Input -
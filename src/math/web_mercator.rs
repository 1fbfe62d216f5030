//! Spherical (pseudo) Mercator used by web map tiles, EPSG:3857.
//!
//! Longitude/latitude in degrees on the WGS84 datum are projected onto a
//! sphere of the WGS84 semi-major axis. Distances are only true at the
//! equator; areas grow with `sec²(latitude)`.

use crate::math::transverse_mercator::WGS84_SEMI_MAJOR_AXIS;
use std::f64::consts::FRAC_PI_4;

/// Latitude limit of the square world map in degrees
pub const MAX_LATITUDE: f64 = 85.051_128_779_806_6;

/// Project longitude/latitude in degrees to x/y in meters.
///
/// Latitudes at or beyond the poles give non-finite output.
pub fn forward(lon_deg: f64, lat_deg: f64) -> (f64, f64) {
    let x = WGS84_SEMI_MAJOR_AXIS * lon_deg.to_radians();
    if lat_deg.abs() >= 90.0 {
        return (x, f64::NAN);
    }
    let y = WGS84_SEMI_MAJOR_AXIS * (FRAC_PI_4 + lat_deg.to_radians() / 2.0).tan().ln();
    (x, y)
}

/// Unproject x/y in meters to longitude/latitude in degrees.
pub fn inverse(x: f64, y: f64) -> (f64, f64) {
    let lon = x / WGS84_SEMI_MAJOR_AXIS;
    let lat = 2.0 * (y / WGS84_SEMI_MAJOR_AXIS).exp().atan() - 2.0 * FRAC_PI_4;
    (lon.to_degrees(), lat.to_degrees())
}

Aim of the task - The records above are to be restated word for word.

Answer to the exercise -
filename src/math/web_mercator.rs
repository 1fbfe62d216f5030
//! Spherical (pseudo) Mercator used by web map tiles, EPSG:3857.
//!
//! Longitude/latitude in degrees on the WGS84 datum are projected onto a
//! sphere of the WGS84 semi-major axis. Distances are only true at the
//! equator; areas grow with `sec²(latitude)`.

use crate::math::transverse_mercator::WGS84_SEMI_MAJOR_AXIS;
use std::f64::consts::FRAC_PI_4;

/// Latitude limit of the square world map in degrees
pub const MAX_LATITUDE: f64 = 85.051_128_779_806_6;

/// Project longitude/latitude in degrees to x/y in meters.
///
/// Latitudes at or beyond the poles give non-finite output.
pub fn forward(lon_deg: f64, lat_deg: f64) -> (f64, f64) {
    let x = WGS84_SEMI_MAJOR_AXIS * lon_deg.to_radians();
    if lat_deg.abs() >= 90.0 {
        return (x, f64::NAN);
    }
    let y = WGS84_SEMI_MAJOR_AXIS * (FRAC_PI_4 + lat_deg.to_radians() / 2.0).tan().ln();
    (x, y)
}

/// Unproject x/y in meters to longitude/latitude in degrees.
pub fn inverse(x: f64, y: f64) -> (f64, f64) {
    let lon = x / WGS84_SEMI_MAJOR_AXIS;
    let lat = 2.0 * (y / WGS84_SEMI_MAJOR_AXIS).exp().atan() - 2.0 * FRAC_PI_4;
    (lon.to_degrees(), lat.to_degrees())
}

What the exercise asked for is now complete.